**Activity**
Count the lines below that contain the word "next", and reply with only that number.

**Exercise input**
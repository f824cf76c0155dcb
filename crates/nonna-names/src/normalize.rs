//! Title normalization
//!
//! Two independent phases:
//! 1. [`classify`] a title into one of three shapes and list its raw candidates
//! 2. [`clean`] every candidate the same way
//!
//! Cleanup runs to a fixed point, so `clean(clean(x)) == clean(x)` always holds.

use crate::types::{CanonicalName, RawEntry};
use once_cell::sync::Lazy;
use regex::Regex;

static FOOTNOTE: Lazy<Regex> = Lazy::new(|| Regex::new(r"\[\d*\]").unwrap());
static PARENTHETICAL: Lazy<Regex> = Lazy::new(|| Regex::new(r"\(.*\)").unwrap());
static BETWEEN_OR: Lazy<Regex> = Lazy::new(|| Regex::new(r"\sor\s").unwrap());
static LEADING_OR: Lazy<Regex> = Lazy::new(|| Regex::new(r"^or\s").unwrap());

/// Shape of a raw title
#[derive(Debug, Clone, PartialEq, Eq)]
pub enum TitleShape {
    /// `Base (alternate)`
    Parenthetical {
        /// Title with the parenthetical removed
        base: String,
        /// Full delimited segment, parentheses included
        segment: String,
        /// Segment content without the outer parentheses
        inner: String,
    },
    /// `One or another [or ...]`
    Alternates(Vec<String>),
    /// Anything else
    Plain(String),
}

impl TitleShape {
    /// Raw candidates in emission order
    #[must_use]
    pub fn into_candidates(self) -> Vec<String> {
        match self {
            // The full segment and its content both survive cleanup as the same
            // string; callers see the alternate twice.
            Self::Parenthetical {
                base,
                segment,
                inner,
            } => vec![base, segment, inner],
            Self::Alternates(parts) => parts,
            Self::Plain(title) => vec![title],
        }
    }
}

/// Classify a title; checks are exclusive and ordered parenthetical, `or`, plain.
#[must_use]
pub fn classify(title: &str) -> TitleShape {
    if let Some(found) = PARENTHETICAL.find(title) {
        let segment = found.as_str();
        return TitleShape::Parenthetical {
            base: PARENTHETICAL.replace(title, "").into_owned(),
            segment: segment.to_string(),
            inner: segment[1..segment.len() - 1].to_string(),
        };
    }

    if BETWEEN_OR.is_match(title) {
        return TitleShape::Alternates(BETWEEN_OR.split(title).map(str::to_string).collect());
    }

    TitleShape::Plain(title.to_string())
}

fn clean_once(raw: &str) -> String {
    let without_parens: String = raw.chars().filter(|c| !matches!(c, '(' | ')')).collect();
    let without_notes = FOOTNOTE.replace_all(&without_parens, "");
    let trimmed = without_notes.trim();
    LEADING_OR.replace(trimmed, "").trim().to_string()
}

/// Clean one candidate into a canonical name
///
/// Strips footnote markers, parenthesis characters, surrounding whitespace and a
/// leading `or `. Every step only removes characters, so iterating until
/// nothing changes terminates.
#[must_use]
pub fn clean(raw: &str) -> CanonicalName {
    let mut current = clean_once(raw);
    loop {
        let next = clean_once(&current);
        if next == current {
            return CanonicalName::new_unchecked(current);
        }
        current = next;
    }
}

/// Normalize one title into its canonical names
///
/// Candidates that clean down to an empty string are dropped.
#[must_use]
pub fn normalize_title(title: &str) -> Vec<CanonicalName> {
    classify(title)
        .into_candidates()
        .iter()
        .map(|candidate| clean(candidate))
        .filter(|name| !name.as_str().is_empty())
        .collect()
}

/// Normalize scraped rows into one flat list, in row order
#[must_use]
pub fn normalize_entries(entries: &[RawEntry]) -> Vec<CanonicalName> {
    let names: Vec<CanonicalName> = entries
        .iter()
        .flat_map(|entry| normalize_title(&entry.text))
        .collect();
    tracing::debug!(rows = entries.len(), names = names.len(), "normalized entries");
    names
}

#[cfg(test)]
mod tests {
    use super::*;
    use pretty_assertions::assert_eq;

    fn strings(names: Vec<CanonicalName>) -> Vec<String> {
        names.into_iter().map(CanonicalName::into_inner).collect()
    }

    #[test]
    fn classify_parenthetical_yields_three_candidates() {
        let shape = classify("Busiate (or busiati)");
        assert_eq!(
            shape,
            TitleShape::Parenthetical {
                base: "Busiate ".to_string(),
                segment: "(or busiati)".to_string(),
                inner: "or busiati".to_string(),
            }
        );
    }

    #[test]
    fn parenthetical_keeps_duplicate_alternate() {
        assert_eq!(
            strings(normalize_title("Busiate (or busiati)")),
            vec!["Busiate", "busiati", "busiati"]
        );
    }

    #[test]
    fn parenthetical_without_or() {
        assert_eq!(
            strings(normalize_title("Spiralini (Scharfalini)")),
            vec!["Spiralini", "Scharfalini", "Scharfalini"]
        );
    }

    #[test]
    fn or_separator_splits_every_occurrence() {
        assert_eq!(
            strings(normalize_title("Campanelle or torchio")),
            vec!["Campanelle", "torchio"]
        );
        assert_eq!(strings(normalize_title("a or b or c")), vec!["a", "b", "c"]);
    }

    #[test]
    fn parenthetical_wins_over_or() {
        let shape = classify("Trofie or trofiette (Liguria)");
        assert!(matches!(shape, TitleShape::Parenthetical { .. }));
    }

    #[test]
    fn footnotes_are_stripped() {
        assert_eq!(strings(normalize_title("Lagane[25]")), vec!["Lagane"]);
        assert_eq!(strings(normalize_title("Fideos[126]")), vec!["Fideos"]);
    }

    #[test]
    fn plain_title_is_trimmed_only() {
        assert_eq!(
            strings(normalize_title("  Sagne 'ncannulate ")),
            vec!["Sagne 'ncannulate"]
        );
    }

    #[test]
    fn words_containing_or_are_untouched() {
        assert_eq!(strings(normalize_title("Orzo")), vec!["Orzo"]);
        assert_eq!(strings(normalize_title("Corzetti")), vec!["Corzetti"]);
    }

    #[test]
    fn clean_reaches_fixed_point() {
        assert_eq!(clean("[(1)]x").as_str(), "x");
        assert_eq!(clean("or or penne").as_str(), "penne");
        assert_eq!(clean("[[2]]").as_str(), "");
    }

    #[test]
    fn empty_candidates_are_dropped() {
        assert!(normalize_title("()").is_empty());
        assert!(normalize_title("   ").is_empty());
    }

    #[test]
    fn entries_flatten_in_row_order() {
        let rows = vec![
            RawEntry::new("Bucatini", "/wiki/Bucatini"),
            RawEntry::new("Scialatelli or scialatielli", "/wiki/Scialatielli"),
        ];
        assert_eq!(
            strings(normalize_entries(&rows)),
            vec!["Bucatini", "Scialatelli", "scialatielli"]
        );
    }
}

**Exercise output**
3